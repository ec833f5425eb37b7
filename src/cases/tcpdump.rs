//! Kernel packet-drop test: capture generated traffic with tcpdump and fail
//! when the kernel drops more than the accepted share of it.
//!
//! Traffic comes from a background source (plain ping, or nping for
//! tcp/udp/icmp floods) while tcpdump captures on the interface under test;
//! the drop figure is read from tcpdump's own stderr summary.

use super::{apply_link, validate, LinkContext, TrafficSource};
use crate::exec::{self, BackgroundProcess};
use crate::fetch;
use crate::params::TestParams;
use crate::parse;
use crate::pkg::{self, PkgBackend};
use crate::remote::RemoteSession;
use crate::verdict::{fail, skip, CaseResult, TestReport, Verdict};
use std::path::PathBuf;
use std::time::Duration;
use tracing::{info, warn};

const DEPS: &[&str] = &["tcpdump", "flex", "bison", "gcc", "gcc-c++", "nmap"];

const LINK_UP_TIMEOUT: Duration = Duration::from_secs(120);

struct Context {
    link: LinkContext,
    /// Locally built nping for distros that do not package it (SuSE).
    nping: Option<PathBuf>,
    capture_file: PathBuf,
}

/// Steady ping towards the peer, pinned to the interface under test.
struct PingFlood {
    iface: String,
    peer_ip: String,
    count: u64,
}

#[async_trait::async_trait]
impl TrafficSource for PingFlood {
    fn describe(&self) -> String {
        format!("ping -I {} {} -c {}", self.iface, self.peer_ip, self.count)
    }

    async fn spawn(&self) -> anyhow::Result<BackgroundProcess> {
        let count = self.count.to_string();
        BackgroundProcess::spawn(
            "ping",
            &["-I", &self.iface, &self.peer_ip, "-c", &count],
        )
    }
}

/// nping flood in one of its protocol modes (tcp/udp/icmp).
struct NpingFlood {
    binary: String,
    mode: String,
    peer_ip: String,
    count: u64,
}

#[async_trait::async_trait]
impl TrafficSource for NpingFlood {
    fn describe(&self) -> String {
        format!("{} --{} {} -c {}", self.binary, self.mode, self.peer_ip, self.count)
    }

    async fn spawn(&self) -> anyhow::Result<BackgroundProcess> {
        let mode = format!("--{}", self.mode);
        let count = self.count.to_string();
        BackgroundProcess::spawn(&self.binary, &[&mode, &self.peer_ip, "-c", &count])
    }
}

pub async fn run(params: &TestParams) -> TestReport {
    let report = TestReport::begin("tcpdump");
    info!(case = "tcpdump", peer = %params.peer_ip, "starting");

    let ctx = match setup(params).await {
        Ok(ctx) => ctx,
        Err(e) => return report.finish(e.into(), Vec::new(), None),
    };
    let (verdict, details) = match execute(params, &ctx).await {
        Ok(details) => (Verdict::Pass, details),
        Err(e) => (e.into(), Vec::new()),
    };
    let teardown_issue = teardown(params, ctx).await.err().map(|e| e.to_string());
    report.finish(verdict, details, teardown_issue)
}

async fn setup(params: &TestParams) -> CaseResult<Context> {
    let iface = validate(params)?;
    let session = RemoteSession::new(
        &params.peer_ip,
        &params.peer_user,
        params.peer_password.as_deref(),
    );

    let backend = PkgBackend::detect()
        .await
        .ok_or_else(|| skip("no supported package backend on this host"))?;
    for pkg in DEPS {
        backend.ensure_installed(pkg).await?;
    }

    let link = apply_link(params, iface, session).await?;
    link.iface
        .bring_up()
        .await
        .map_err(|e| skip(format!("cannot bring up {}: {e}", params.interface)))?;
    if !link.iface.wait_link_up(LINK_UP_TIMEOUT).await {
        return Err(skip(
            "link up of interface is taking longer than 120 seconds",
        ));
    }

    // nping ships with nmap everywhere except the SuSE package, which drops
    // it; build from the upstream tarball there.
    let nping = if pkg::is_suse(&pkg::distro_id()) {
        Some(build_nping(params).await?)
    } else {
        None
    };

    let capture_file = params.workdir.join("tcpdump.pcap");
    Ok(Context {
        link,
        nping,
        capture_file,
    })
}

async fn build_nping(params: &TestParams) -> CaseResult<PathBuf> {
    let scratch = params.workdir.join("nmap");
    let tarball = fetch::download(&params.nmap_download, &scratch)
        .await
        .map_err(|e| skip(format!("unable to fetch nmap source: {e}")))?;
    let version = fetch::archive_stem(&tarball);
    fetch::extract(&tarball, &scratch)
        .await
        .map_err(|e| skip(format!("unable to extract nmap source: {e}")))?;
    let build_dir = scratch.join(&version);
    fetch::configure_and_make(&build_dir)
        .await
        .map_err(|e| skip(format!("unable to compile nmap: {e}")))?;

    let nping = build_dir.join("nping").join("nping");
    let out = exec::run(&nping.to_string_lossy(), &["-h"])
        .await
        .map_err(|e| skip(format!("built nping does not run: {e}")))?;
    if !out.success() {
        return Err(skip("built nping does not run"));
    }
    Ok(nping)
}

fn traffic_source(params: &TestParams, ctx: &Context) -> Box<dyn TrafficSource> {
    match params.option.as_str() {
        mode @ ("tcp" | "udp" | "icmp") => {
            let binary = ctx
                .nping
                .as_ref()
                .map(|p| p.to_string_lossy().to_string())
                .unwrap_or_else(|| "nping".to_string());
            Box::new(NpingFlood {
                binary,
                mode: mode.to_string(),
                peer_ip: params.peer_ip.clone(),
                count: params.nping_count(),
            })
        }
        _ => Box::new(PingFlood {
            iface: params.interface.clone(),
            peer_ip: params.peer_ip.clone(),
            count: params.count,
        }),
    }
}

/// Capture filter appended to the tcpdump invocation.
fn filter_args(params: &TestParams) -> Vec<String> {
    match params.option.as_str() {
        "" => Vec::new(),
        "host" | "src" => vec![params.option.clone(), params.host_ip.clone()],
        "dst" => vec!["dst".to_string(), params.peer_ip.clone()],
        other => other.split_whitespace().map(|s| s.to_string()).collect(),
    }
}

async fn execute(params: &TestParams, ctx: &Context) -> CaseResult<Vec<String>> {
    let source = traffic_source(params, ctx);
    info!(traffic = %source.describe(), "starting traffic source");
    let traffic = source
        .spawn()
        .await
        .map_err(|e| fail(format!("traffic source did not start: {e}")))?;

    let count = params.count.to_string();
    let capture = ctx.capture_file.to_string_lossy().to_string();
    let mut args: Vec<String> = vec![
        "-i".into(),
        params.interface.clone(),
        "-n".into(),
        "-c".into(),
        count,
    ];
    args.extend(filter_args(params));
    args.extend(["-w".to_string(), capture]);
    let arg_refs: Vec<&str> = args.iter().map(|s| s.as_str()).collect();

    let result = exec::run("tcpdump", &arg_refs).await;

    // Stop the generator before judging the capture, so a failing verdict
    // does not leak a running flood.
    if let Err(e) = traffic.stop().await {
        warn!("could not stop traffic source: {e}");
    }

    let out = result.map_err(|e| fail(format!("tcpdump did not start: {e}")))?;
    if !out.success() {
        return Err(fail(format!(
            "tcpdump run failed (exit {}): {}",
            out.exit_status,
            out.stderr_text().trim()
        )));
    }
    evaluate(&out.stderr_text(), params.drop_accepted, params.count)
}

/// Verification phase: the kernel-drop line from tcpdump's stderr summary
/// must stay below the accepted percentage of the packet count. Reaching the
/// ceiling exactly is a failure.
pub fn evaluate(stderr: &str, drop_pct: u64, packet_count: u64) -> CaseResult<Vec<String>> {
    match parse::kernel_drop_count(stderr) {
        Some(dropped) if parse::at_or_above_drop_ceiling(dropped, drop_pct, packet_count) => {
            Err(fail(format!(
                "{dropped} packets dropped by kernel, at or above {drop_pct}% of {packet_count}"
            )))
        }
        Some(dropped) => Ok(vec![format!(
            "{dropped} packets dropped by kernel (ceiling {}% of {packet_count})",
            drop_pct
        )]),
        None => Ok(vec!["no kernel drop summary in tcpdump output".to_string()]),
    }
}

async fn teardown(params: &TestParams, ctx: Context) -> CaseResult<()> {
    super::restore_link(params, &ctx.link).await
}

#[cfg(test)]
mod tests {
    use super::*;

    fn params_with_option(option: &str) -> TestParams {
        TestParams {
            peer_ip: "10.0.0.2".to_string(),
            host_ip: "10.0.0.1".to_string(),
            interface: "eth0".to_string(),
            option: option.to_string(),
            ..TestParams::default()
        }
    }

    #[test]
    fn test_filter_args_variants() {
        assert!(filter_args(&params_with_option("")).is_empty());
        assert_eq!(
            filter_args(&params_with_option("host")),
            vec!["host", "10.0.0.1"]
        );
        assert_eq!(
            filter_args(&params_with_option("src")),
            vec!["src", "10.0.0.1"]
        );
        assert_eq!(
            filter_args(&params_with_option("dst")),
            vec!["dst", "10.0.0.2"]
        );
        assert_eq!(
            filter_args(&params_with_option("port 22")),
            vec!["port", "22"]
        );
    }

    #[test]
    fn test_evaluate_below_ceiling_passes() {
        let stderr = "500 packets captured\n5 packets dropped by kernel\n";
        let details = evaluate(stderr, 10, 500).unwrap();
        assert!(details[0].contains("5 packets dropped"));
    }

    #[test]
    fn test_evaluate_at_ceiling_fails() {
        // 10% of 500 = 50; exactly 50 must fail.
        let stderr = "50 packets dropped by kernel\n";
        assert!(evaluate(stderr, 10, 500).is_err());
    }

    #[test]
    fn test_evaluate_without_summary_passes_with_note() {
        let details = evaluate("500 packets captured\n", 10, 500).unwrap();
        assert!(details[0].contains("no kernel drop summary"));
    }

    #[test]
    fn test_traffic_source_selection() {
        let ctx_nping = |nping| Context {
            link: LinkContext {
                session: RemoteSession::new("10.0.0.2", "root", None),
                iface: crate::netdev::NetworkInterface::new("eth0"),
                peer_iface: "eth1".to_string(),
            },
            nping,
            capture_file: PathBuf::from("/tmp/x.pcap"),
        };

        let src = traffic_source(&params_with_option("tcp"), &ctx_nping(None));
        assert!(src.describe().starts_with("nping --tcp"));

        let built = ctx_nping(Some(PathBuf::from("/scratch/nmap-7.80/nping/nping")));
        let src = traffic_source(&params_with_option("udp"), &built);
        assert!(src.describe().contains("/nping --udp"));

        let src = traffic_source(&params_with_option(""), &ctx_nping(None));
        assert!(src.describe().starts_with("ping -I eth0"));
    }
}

****

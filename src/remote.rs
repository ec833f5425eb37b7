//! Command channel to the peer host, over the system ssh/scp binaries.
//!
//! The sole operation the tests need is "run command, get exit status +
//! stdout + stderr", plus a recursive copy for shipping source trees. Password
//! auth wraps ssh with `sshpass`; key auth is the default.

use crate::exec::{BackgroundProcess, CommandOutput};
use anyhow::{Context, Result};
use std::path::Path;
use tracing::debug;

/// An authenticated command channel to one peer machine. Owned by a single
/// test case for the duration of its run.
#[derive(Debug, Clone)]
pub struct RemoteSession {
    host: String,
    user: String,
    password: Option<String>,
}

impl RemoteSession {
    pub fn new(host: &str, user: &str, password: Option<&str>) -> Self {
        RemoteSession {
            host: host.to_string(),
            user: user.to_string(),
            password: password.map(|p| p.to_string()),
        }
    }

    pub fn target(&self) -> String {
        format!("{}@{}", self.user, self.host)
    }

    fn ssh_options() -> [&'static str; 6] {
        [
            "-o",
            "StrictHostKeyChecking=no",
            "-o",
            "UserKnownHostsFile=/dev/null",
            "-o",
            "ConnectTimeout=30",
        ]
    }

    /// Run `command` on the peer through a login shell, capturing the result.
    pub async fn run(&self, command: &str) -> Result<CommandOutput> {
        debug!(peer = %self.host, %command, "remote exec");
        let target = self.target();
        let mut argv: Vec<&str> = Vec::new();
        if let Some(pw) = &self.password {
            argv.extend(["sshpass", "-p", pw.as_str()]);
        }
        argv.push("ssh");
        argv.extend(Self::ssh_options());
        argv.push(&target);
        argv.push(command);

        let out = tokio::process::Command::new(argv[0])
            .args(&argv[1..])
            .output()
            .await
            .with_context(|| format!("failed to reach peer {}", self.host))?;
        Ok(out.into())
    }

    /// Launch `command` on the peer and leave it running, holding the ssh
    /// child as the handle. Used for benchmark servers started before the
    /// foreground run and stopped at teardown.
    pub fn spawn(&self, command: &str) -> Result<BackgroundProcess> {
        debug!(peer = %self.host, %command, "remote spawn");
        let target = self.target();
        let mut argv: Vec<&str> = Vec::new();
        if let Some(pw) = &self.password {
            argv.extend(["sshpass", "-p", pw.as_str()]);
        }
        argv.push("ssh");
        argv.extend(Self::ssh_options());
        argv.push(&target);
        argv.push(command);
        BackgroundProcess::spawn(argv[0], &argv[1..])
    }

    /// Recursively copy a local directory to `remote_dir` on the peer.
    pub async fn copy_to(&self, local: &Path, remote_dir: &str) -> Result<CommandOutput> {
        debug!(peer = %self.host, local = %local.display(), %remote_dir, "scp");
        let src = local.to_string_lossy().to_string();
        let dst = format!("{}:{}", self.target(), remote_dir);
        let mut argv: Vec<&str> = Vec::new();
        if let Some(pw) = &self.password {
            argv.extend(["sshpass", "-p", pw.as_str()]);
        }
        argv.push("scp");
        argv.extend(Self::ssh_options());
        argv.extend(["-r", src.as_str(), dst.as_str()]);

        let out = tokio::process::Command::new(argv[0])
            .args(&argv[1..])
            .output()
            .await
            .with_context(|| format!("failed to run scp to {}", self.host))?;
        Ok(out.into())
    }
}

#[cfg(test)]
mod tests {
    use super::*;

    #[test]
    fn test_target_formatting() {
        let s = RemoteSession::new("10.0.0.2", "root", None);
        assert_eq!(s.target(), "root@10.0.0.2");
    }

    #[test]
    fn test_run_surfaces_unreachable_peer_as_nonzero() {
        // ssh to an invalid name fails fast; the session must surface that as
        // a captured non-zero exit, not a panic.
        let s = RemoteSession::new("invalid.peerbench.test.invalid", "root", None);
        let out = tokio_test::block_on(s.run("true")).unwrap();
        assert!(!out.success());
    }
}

****

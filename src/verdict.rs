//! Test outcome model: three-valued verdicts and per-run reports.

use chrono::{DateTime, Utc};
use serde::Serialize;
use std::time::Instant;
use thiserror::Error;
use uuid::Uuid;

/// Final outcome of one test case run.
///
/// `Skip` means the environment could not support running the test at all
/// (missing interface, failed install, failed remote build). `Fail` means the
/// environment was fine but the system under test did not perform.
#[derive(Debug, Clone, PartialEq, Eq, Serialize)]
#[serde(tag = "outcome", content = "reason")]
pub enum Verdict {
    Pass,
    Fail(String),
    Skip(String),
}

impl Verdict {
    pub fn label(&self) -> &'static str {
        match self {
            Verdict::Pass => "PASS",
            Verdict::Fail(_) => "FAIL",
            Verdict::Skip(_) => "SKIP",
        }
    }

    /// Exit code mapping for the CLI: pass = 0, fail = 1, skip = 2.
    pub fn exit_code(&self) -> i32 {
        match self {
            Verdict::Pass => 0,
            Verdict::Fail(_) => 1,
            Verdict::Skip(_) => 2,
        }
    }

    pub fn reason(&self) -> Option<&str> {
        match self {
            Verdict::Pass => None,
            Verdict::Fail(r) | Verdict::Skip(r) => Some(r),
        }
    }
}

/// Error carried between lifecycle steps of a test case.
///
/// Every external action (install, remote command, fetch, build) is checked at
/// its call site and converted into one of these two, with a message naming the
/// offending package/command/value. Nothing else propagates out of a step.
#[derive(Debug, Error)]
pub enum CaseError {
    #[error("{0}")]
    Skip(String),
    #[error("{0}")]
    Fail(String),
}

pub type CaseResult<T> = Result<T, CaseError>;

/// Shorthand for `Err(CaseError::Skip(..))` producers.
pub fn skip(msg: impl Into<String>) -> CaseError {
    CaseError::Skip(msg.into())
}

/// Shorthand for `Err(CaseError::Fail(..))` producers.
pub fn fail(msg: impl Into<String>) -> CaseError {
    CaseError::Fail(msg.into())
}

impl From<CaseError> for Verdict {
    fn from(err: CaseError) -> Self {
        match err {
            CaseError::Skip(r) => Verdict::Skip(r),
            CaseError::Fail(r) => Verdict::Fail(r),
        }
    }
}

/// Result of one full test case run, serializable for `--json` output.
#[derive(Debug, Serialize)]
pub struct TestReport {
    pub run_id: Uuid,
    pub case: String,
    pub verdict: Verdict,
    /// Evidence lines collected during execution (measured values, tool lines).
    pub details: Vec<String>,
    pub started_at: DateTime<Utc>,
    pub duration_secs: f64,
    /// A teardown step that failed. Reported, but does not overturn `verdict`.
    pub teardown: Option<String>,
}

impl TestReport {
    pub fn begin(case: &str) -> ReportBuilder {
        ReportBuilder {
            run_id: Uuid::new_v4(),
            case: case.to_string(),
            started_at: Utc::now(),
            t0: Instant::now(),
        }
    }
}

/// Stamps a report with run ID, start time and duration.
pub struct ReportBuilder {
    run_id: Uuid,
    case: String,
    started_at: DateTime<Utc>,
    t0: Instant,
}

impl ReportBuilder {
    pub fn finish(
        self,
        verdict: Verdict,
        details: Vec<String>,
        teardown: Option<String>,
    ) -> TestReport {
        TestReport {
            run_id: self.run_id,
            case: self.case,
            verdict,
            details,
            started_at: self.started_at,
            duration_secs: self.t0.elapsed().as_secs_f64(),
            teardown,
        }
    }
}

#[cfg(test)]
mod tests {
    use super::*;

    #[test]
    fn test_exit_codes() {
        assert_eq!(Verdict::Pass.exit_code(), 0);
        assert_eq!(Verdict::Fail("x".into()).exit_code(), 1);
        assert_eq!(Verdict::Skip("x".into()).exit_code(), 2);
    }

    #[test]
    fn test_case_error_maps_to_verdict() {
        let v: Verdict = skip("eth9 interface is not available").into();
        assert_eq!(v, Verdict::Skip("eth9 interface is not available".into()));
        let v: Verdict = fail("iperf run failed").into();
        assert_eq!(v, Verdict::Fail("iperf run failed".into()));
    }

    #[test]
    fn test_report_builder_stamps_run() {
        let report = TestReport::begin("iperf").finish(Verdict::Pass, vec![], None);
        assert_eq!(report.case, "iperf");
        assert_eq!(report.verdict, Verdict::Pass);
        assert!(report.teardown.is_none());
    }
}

****

Your task - In the entries above, one line contains "args.extend(filter_args(params));" and another contains "tcpdump's stderr summary". Reproduce exactly those two lines and the lines between them, nothing else.

Problem solution -
    args.extend(filter_args(params));
    args.extend(["-w".to_string(), capture]);
    let arg_refs: Vec<&str> = args.iter().map(|s| s.as_str()).collect();

    let result = exec::run("tcpdump", &arg_refs).await;

    // Stop the generator before judging the capture, so a failing verdict
    // does not leak a running flood.
    if let Err(e) = traffic.stop().await {
        warn!("could not stop traffic source: {e}");
    }

    let out = result.map_err(|e| fail(format!("tcpdump did not start: {e}")))?;
    if !out.success() {
        return Err(fail(format!(
            "tcpdump run failed (exit {}): {}",
            out.exit_status,
            out.stderr_text().trim()
        )));
    }
    evaluate(&out.stderr_text(), params.drop_accepted, params.count)
}

/// Verification phase: the kernel-drop line from tcpdump's stderr summary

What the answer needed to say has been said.